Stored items
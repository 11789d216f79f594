//! Filter domain runtime.
//!
//! Hosts the Rhythm lifecycle controller behind a transport endpoint. A run
//! waits for kindred data, loads the Rhythm, runs `init`, fetches posts once,
//! calls `main` for each post in fetch order, runs `finalize` and replies
//! with the ranked [`SortResult`](rhythm_types::SortResult).

#![deny(unsafe_code)]

pub mod config;
pub mod controller;
pub mod domain;
pub mod error;
pub mod gate;
pub mod host;
pub mod phase;
pub mod session;

pub use config::{FilterConfig, TimingConfig};
pub use controller::{RhythmController, RhythmLoader, ScriptLoader};
pub use domain::FilterDomain;
pub use error::RuntimeError;
pub use gate::KindredGate;
pub use host::TransportCapabilityHost;
pub use phase::Phase;
pub use session::SessionState;
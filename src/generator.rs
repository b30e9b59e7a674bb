//! Pipeline orchestration.
//! One generation runs strictly sequentially: allocate an identifier,
//! materialize the template into a working tree named by it, substitute
//! the form values, pack the tree into an archive, then reap the
//! working tree. The reaper runs on failures too, so no per-request
//! state survives into later requests.

use log::{debug, warn};
use std::fs;
use std::path::{Path, PathBuf};

use crate::archive;
use crate::config::Config;
use crate::constants::{DOWNLOAD_FILENAME, MAIN_SOURCE_FILE};
use crate::error::{Error, Result};
use crate::ident::GenerationId;
use crate::materialize;
use crate::request::GenerationRequest;
use crate::substitute;

/// A completed generation: the archive on disk plus the filename the
/// caller should suggest for download. The archive is not referenced
/// again by the pipeline once returned.
#[derive(Debug)]
pub struct GeneratedArchive {
    pub archive_path: PathBuf,
    pub download_filename: &'static str,
}

/// Runs generation requests against one template and output root.
///
/// Holds no mutable state; requests only share the read-only template
/// tree and are otherwise isolated by their generation identifiers, so
/// one `Generator` can serve any number of threads concurrently.
pub struct Generator {
    config: Config,
}

impl Generator {
    pub fn new(config: Config) -> Self {
        Self { config }
    }

    /// Generates a customized app archive for one builder form.
    ///
    /// # Returns
    /// * `Result<GeneratedArchive>` - Path of the finished archive and
    ///   its suggested download filename
    ///
    /// # Errors
    /// Any stage failure aborts the generation; no partial archive is
    /// ever returned as success. Failure to reap the working tree after
    /// a successful build is logged and does not fail the generation.
    pub fn generate(&self, request: &GenerationRequest) -> Result<GeneratedArchive> {
        let id = GenerationId::new();
        let working_tree = self.config.output_root.join(id.to_string());
        let archive_path = self.config.output_root.join(format!("{}.zip", id));

        debug!("Generating app {} in {}", id, working_tree.display());
        let result = self.run_stages(request, &working_tree, &archive_path);

        // The exists-error path means the tree was never ours to delete.
        if !matches!(&result, Err(Error::WorkingTreeExistsError { .. })) {
            reap(&working_tree);
        }
        result?;

        Ok(GeneratedArchive { archive_path, download_filename: DOWNLOAD_FILENAME })
    }

    fn run_stages(
        &self,
        request: &GenerationRequest,
        working_tree: &Path,
        archive_path: &Path,
    ) -> Result<()> {
        materialize::materialize(&self.config.template_root, working_tree)?;
        substitute::substitute_file(&working_tree.join(MAIN_SOURCE_FILE), request)?;
        archive::pack(working_tree, archive_path)
    }
}

/// Deletes a working tree, reporting but never propagating failure.
fn reap(working_tree: &Path) {
    if !working_tree.exists() {
        return;
    }
    if let Err(err) = fs::remove_dir_all(working_tree) {
        warn!("Failed to remove working tree {}: {}", working_tree.display(), err);
    }
}
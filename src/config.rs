//! Configuration handling for wedgen.
//! The template root and output root are explicit values injected into
//! the generator at construction; nothing in the pipeline reads ambient
//! process-wide state. A JSON config file is supported for deployments
//! that prefer it over command-line flags.

use log::debug;
use serde::Deserialize;
use std::fs;
use std::path::{Path, PathBuf};

use crate::error::{Error, Result};

/// Generator configuration.
#[derive(Debug, Clone, Deserialize)]
pub struct Config {
    /// Root of the read-only template tree every generation copies from
    pub template_root: PathBuf,

    /// Directory receiving per-request working trees and archives
    pub output_root: PathBuf,
}

impl Config {
    pub fn new<P: Into<PathBuf>>(template_root: P, output_root: P) -> Self {
        Self { template_root: template_root.into(), output_root: output_root.into() }
    }

    /// Loads configuration from a JSON file.
    ///
    /// # Errors
    /// * `Error::IoError` if the file cannot be read
    /// * `Error::ConfigError` if the contents are not valid JSON
    pub fn from_file<P: AsRef<Path>>(path: P) -> Result<Self> {
        debug!("Loading configuration from {}", path.as_ref().display());
        let content = fs::read_to_string(path)?;
        serde_json::from_str(&content)
            .map_err(|e| Error::ConfigError(format!("Invalid configuration format: {}", e)))
    }

    /// Creates the output root if it does not exist yet.
    pub fn ensure_output_root(&self) -> Result<()> {
        fs::create_dir_all(&self.output_root)?;
        Ok(())
    }
}
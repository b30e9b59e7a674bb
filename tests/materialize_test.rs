use std::fs;
use std::path::Path;

use tempfile::TempDir;
use wedgen::error::Error;
use wedgen::materialize::materialize;

fn make_template(root: &Path, with_scaffold: bool) {
    fs::create_dir_all(root.join("lib")).unwrap();
    fs::create_dir_all(root.join("assets/images")).unwrap();
    fs::write(root.join("pubspec.yaml"), "name: wedding_app\n").unwrap();
    fs::write(root.join("lib/main.dart"), "void main() {}\n").unwrap();
    fs::write(root.join("assets/images/rings.png"), [0x89, 0x50, 0x4e, 0x47, 0x00, 0xff]).unwrap();
    if with_scaffold {
        fs::create_dir_all(root.join("test")).unwrap();
        fs::write(root.join("test/widget_test.dart"), "// scaffold\n").unwrap();
    }
}

#[test]
fn test_materialize_copies_full_tree() {
    let temp_dir = TempDir::new().unwrap();
    let template = temp_dir.path().join("template");
    let working = temp_dir.path().join("working");
    make_template(&template, false);

    materialize(&template, &working).unwrap();

    // Without a scaffold to strip, the copy is byte-identical.
    assert!(!dir_diff::is_different(&template, &working).unwrap());
}

#[test]
fn test_materialize_removes_scaffold() {
    let temp_dir = TempDir::new().unwrap();
    let template = temp_dir.path().join("template");
    let working = temp_dir.path().join("working");
    make_template(&template, true);

    materialize(&template, &working).unwrap();

    assert!(!working.join("test/widget_test.dart").exists());
    assert!(working.join("test").exists());
    assert!(template.join("test/widget_test.dart").exists());
}

#[test]
fn test_materialize_preserves_binary_content() {
    let temp_dir = TempDir::new().unwrap();
    let template = temp_dir.path().join("template");
    let working = temp_dir.path().join("working");
    make_template(&template, false);

    materialize(&template, &working).unwrap();

    let original = fs::read(template.join("assets/images/rings.png")).unwrap();
    let copied = fs::read(working.join("assets/images/rings.png")).unwrap();
    assert_eq!(original, copied);
}

#[test]
fn test_materialize_missing_template() {
    let temp_dir = TempDir::new().unwrap();
    let template = temp_dir.path().join("missing");
    let working = temp_dir.path().join("working");

    match materialize(&template, &working) {
        Err(Error::TemplateSourceError(_)) => (),
        _ => panic!("Expected TemplateSourceError variant"),
    }
    assert!(!working.exists());
}

#[test]
fn test_materialize_occupied_destination() {
    let temp_dir = TempDir::new().unwrap();
    let template = temp_dir.path().join("template");
    let working = temp_dir.path().join("working");
    make_template(&template, false);
    fs::create_dir_all(&working).unwrap();

    match materialize(&template, &working) {
        Err(Error::WorkingTreeExistsError { .. }) => (),
        _ => panic!("Expected WorkingTreeExistsError variant"),
    }
}

#[test]
fn test_mutating_copy_leaves_template_untouched() {
    let temp_dir = TempDir::new().unwrap();
    let template = temp_dir.path().join("template");
    let working = temp_dir.path().join("working");
    make_template(&template, false);

    materialize(&template, &working).unwrap();
    fs::write(working.join("lib/main.dart"), "void main() { run(); }\n").unwrap();

    let original = fs::read_to_string(template.join("lib/main.dart")).unwrap();
    assert_eq!(original, "void main() {}\n");
}
//! Wedgen turns a wedding builder form into a downloadable app archive.
//! It materializes a fresh copy of the app template, substitutes the
//! couple's details into the template source, and packs the result into
//! a zip archive, keeping concurrent generations fully isolated.

/// Zip archive construction from a working tree
pub mod archive;

/// Command-line interface module for the wedgen binary
pub mod cli;

/// Generator configuration: template root and output root
pub mod config;

/// Fixed paths, defaults and filenames used across the pipeline
pub mod constants;

/// Error types and handling for the wedgen application
pub mod error;

/// Pipeline orchestration: allocate, materialize, substitute,
/// archive, reap
pub mod generator;

/// Per-generation unique identifier
pub mod ident;

/// Template tree materialization into a per-request working tree
pub mod materialize;

/// The wedding builder form as submitted by the caller
pub mod request;

/// Placeholder token substitution in the generated app source
pub mod substitute;
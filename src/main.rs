//! Wedgen's main application entry point.
//! Reads the builder form, runs the generation pipeline and prints the
//! path of the finished archive.

use std::fs;
use std::io::Read;

use wedgen::{
    cli::{get_args, Args},
    config::Config,
    error::{default_error_handler, Result},
    generator::Generator,
    request::GenerationRequest,
};

/// Main application entry point.
fn main() {
    let args = get_args();

    // Logger configuration
    env_logger::Builder::new()
        .filter_level(if args.verbose {
            log::LevelFilter::Trace
        } else {
            log::LevelFilter::Off
        })
        .init();

    if let Err(err) = run(args) {
        default_error_handler(err);
    }
}

fn read_request(source: &str) -> Result<GenerationRequest> {
    let payload = if source == "-" {
        let mut buffer = String::new();
        std::io::stdin().read_to_string(&mut buffer)?;
        buffer
    } else {
        fs::read_to_string(source)?
    };
    GenerationRequest::from_json(&payload)
}

/// Main application logic execution.
///
/// # Flow
/// 1. Resolves configuration from flags or a config file
/// 2. Parses the builder form payload
/// 3. Runs the generation pipeline
/// 4. Prints the archive path and suggested download filename
fn run(args: Args) -> Result<()> {
    let config = match args.config {
        Some(path) => Config::from_file(path)?,
        None => Config::new(args.template_dir, args.output_dir),
    };
    config.ensure_output_root()?;

    let request = read_request(&args.request)?;
    let generated = Generator::new(config).generate(&request)?;

    println!(
        "Generated {} (download as '{}').",
        generated.archive_path.display(),
        generated.download_filename
    );
    Ok(())
}
//! Common constants used throughout the wedgen application.

/// Relative path of the template source file that receives substitutions
pub const MAIN_SOURCE_FILE: &str = "lib/main.dart";

/// Relative path of the test scaffold that never ships in a generated app
pub const SCAFFOLD_FILE: &str = "test/widget_test.dart";

/// Accent color applied when the form leaves the color unset
pub const DEFAULT_COLOR: &str = "#B0848B";

/// Font family applied when the form leaves the font unset
pub const DEFAULT_FONT: &str = "Sans";

/// Filename suggested to the caller for the downloaded archive
pub const DOWNLOAD_FILENAME: &str = "wedding_app.zip";
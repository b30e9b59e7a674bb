//! The wedding builder form as submitted by the caller.
//! The shape mirrors the builder UI payload; wedgen deserializes it
//! as-is and fills absent fields with neutral defaults instead of
//! rejecting the request.

use indexmap::IndexMap;
use serde::{Deserialize, Serialize};

/// A keyed string map describing one event, family member or registry.
pub type Detail = IndexMap<String, String>;

/// Details grouped by side ("bride", "groom", ...).
pub type DetailGroups = IndexMap<String, Vec<Detail>>;

/// One generation request, owned by the handler for its full duration.
///
/// Only the name, date, location, password, color, font and the three
/// notification flags are substituted into the generated app today. The
/// remaining fields are accepted from the builder form but deliberately
/// left unconsumed until the corresponding app modules are wired up.
#[derive(Debug, Clone, Default, Serialize, Deserialize)]
#[serde(rename_all = "camelCase", default)]
pub struct GenerationRequest {
    pub bride_name: String,
    pub groom_name: String,
    pub wedding_date: String,
    pub wedding_location: Option<String>,
    pub app_password: Option<String>,
    pub selected_color: Option<String>,
    pub selected_font: Option<String>,

    #[serde(rename = "enableRSVPNotification")]
    pub enable_rsvp_notification: bool,
    pub enable_event_notification: bool,
    pub enable_planner_updates: bool,

    // Accepted but not consumed by generation yet.
    pub enable_family: bool,
    pub enable_gallery: bool,
    pub enable_itinerary: bool,
    pub enable_settings: bool,
    pub rsvp_sheet_url: Option<String>,
    pub gallery_drive_url: Option<String>,
    pub bride_events: Vec<Detail>,
    pub groom_events: Vec<Detail>,
    pub wedding_events: Vec<Detail>,
    pub family_details: DetailGroups,
    pub wedding_party: DetailGroups,
    pub registries: Vec<Detail>,
}

impl GenerationRequest {
    /// Parses a request from the raw JSON payload of the builder form.
    pub fn from_json(payload: &str) -> crate::error::Result<Self> {
        Ok(serde_json::from_str(payload)?)
    }
}
//! Placeholder token substitution.
//! The template's main source file carries a fixed set of literal
//! `{{TOKEN}}` markers; this module rewrites that file in place with
//! values taken from the builder form. No template language is
//! involved, every replacement is a plain substring substitution.

use log::debug;
use std::fs;
use std::path::Path;

use crate::constants::{DEFAULT_COLOR, DEFAULT_FONT};
use crate::error::{Error, Result};
use crate::request::GenerationRequest;

/// The tokens are disjoint, so replacement order does not matter.
const BRIDE_NAME: &str = "{{BRIDE_NAME}}";
const GROOM_NAME: &str = "{{GROOM_NAME}}";
const WEDDING_DATE: &str = "{{WEDDING_DATE}}";
const WEDDING_LOCATION: &str = "{{WEDDING_LOCATION}}";
const APP_PASSWORD: &str = "{{APP_PASSWORD}}";
const SELECTED_COLOR: &str = "{{SELECTED_COLOR}}";
const SELECTED_FONT: &str = "{{SELECTED_FONT}}";
const ENABLE_RSVP_NOTIFICATION: &str = "{{ENABLE_RSVP_NOTIFICATION}}";
const ENABLE_EVENT_NOTIFICATION: &str = "{{ENABLE_EVENT_NOTIFICATION}}";
const ENABLE_PLANNER_UPDATES: &str = "{{ENABLE_PLANNER_UPDATES}}";

fn value_or<'a>(field: &'a Option<String>, default: &'a str) -> &'a str {
    match field {
        Some(value) if !value.is_empty() => value,
        _ => default,
    }
}

/// Builds the fixed token to replacement-value pairs for one request.
///
/// Location and password fall back to the empty string, color and font
/// to the builder defaults; booleans render as "true"/"false".
pub fn placeholder_map(request: &GenerationRequest) -> Vec<(&'static str, String)> {
    vec![
        (BRIDE_NAME, request.bride_name.clone()),
        (GROOM_NAME, request.groom_name.clone()),
        (WEDDING_DATE, request.wedding_date.clone()),
        (WEDDING_LOCATION, value_or(&request.wedding_location, "").to_string()),
        (APP_PASSWORD, value_or(&request.app_password, "").to_string()),
        (SELECTED_COLOR, value_or(&request.selected_color, DEFAULT_COLOR).to_string()),
        (SELECTED_FONT, value_or(&request.selected_font, DEFAULT_FONT).to_string()),
        (ENABLE_RSVP_NOTIFICATION, request.enable_rsvp_notification.to_string()),
        (ENABLE_EVENT_NOTIFICATION, request.enable_event_notification.to_string()),
        (ENABLE_PLANNER_UPDATES, request.enable_planner_updates.to_string()),
    ]
}

/// Replaces every token occurrence in one source file, in place.
///
/// Tokens absent from the file are silently skipped; a missing target
/// file aborts the generation.
///
/// # Errors
/// * `Error::SubstitutionError` if the target file does not exist
/// * `Error::IoError` on read or write failure, including files that
///   are not valid UTF-8
pub fn substitute_file(target: &Path, request: &GenerationRequest) -> Result<()> {
    if !target.exists() {
        return Err(Error::SubstitutionError(format!(
            "substitution target does not exist: {}",
            target.display()
        )));
    }

    let mut content = fs::read_to_string(target)?;
    for (token, value) in placeholder_map(request) {
        content = content.replace(token, &value);
    }

    debug!("Writing substituted file: {}", target.display());
    fs::write(target, content)?;
    Ok(())
}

▸ EXERCISE DESCRIPTION: Output exactly the leading lines of the data, up to and including the line marked by "pub mod session;".

▸ EXERCISE SOLUTION:
repository 11789d216f79f594
//! Filter domain runtime.
//!
//! Hosts the Rhythm lifecycle controller behind a transport endpoint. A run
//! waits for kindred data, loads the Rhythm, runs `init`, fetches posts once,
//! calls `main` for each post in fetch order, runs `finalize` and replies
//! with the ranked [`SortResult`](rhythm_types::SortResult).

#![deny(unsafe_code)]

pub mod config;
pub mod controller;
pub mod domain;
pub mod error;
pub mod gate;
pub mod host;
pub mod phase;
pub mod session;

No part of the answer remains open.